I havent really posted for a while. At this point its hard NOT to be negative and since I am trying to turn it around and make myself ok I didnt want to post for a while and give all of my negative crap to anyone else.

So whats new you ask... well my husband has made off comments about wanting another child possibly. And while I always imagined myself with two, I am scared. Why scared you ask? Well because I have gained 80lbs from a drug for Endometriosis that I guess from what I have now learned is still in my system causing me to not lose weight easily and just overall is not good. Didnt realize this when I was trying to get pregnant with my kid... nice huh? The docs dont tell ya that you shouldnt get pregnant within 3 yrs or preferrably 5yrs of being on this drug, and actually they put chicks on this drug to try and get things into order TO get pregnant. Its so weird that they do that knowing what I know. So anyways back to the original question, why am I scared? Also, due to the weight I am scared to gain even an ounce more, I seriously I am about to make some changes as much as I can. Plus the fact that I will be taking care of a toddler AND a newborn... wow. I dont want to be one of those parents who is making their toddler pottytrain even though they clearly are not ready just because they are having another kid and its not convenient for them to change the toddler anymore. So I am just not discussing this with anyone but here really... I figure Ill see what happens this summer, give me about 6 months to make up my mind and see if I can even get pregnant.

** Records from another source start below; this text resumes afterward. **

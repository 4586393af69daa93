mod cli;
mod demo;
mod infra;
mod routes;
mod server;

use estate::error::AppError;

pub async fn run() -> Result<(), AppError> {
    cli::run().await
}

Another thing I was thinking about was how crazy it is that even though there are people out there with the same diseases as me(even though each of us has their own experiences just like in life), some of them still feel the need to put themselves above others. Whether it be because they think their pain IS worse than yours, or because they can have more kids, or because they think they handle things better than you in your conditions, or maybe its because they are just jerks not sure. All I know is that I get enough guff from people whether family or friends who are NOT in pain or have chronic pain, that I dont want it from people who should understand me best and not judge me considering I dont judge them. To each their own.

Even though I know its cliche to say because most people do some kind of new years resolution and then give up eventually... I want to change my life. Not thats its horrible or anything but I am planning on doing a hude detox diet thing and detox baths and detox everything, even my attitude.Also I am trying to grow my hair out for a change since its been a while and just overall trying to make things better, dont ask how growing my hair makes me a better person, it just does.

Tuesday, September 28, 2010

First Day of the rest of my life

I feel like this is a big step for me in the right direction. Too many negative things have been going on for far too long and need to get back into realm of possibilities and hope. I was painting and doing things for myself for a while but eventually life kicked in and I didn't have time for that. Now I am making time! I have started this Paleo diet or rather a better way of eating plus the whole Special K for breakfast which really is just cornflakes I think. Plus now I am doing Pilate's and doing Zumba workouts, already lost 7lbs and hopes I can keep it up. Not to whine or anything but gee, I wish the pain would stop! It makes me feel so good mentally to work out and do this all for me.... but once the pain kicks in I sit there wondering why did I do this to myself? Will I really make myself go through this again tomorrow?

Then I do. I am addicted to trying to fix my flaws. I mean my husband already puts up with me being moody and not able to do much around the house at least I could look nice right? Why not?!  Plus...honestly, it would be kind of nice to loose a bunch of weight and then back to the doctors that said, "If you lose weight, the pain will disappear!" and rub their noses in it when I am still in pain but look hot. I will ask them what now? What is your magical 'cure' this time?

I think any person who deals with chronic pain can understand a place where you want to better yourself but at some point it ends up feeling like torture if the things you need to do causes you more pain. This is the reason in the past it hasn't worked for me, but I feel good about this go-around! I feel like with support from my family and friends I could really do it. I may be in pain but at least I will look good... that's what is important now-a-days right? Isn't that what I have been hearing so much about?